I don't like to bring dogs into the discussion on tortoises.... but as the OP does i will... if people in a colder climate shouldn't keep reptiles... maybe people in a hot climate shouldn't keep dogs due to the amount that die year after year from heat stroke and dehydration.... maybe zoo's in hot climates shouldn't have Polar bears... penguins etc....
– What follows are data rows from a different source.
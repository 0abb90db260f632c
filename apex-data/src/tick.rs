use apex_instrument::Side;
use apex_integration::time::Time;
use serde::{Deserialize, Serialize};

/// Whether a trade tick is a single print or a venue-side aggregation at one price.
#[derive(Debug, Copy, Clone, Eq, PartialEq, Ord, PartialOrd, Hash, Deserialize, Serialize)]
#[serde(rename_all = "snake_case")]
pub enum TradeKind {
    Single,
    Aggregate,
}

/// A public trade applied to the market-data model. The whole struct replaces the previous
/// last-trade on every update.
#[derive(Debug, Copy, Clone, PartialEq, Deserialize, Serialize)]
pub struct TickTrade {
    pub price: f64,
    pub qty: f64,
    /// Venue timestamp of the trade.
    pub exchange_time: Time,
    /// Local capture timestamp.
    pub capture_time: Time,
    /// The side that removed liquidity, if the venue reports it.
    pub aggr_side: Option<Side>,
    pub kind: TradeKind,
}

impl Default for TickTrade {
    fn default() -> Self {
        Self {
            price: f64::NAN,
            qty: 0.0,
            exchange_time: Time::zero(),
            capture_time: Time::zero(),
            aggr_side: None,
            kind: TradeKind::Single,
        }
    }
}

impl TickTrade {
    pub fn is_valid(&self) -> bool {
        !self.price.is_nan()
    }
}

/// A change to both sides of level-1 market data.
#[derive(Debug, Copy, Clone, PartialEq, Deserialize, Serialize)]
pub struct TickTop {
    pub bid_price: f64,
    pub bid_qty: f64,
    pub ask_price: f64,
    pub ask_qty: f64,
}

impl Default for TickTop {
    fn default() -> Self {
        Self {
            bid_price: f64::NAN,
            bid_qty: 0.0,
            ask_price: f64::NAN,
            ask_qty: 0.0,
        }
    }
}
Not everyone can be tarred with the same brush...


----------



## Nay (Jan 29, 2010)

I am reading this post,certainly trying to see both sides of it. ANd I have to agree with Kelly, you cannot make a blanket statement.
I too am in the animal industry and see way more than I want to see with incorrect choices people make with regard to animal matches. Many people make a blanket statement about dogs being bred period. Just adopt a mutt, save a dog. Well the more we take care of places that allow their dogs to breed indiscriminately by going 'down south' and picking up strays that would be picked up and euthanized, the more people think its just OK to let them run free and breed, they think the problem isn't all that bad, yeah because trucks go down south and pick them up. Your absolutely right Roachman, education is the answer. 
The dogs are in the pound 90 percent because of behavioral problems. Education!! Look at what your getting first.But they don't
Torts are such a cool great pet, but how many think ,stick in an aquarium and feed pellets? (not here on the forum, the general public.)Education!!! I know all of us here want better. Many of us have taken in those who were purchased from others thinking torts were easy pets. Education.
How to educate is more the issue.
Unfortunately I think those that would have torts outside 24/7 is just not going to happen. Too many things can just go wrong. Here it is 7 degrees and due to stay like that for 4 days. we have lost power for 3 days in a row. My torts would be frozen pops.Sometimes we loose power in the middle of the night, my house does get cold, but not like outside. I will never attempt to make them outside all winter.Should I not own them? I do agree maybe torts shouldn't even be pets,but since they are and since many attempts are being made to give them what they need from research. We should strive to duplicate that.Look at some of the pets that have been made pets and we cannot find the proper care to keep them healthy. Ferrets come to mind. We cannot keep them from getting adrenal disease by the time they are 6 (90 percent) That is something wrong with their care in captivity. Is it right to have them as pets? Many people would argue with that. I believe there are so many people interested in tort health that we are getting more and more educated. How many here have "old" torts.? With devastation of natural habitat, being able to properly care for torts is so important. 
I have a problem with horses that have limited access to being outside, blanketed and have shoes on. But would it be right for me to say people shouldn't own them. Not up to me, I think. But when they see my 27 yr old being ridden like he's 10, on rocks with no shoes, people ask me what I do. Then I simply tell them. I try to take that approach with alot of things. (I wish I could do it with everthing, I keep trying!)
Also what is OP?
Na


----------



## Yvonne G (Jan 29, 2010)

Nay said:


> Also what is OP?
> Na



Original Post or sometimes refers to the Original Poster

I don't think anyone is saying if you live in a cold climate you shouldn't have a tortoise. My thinking on the subject is if you live in a cold climate then don't get a very large tortoise. Most cold climates have some months of warm weather when the tortoise can be outside. I'm sure the sun shines in England occasionally. I hear of tortoises in the English garden all the time. But how many sulcatas live in England? 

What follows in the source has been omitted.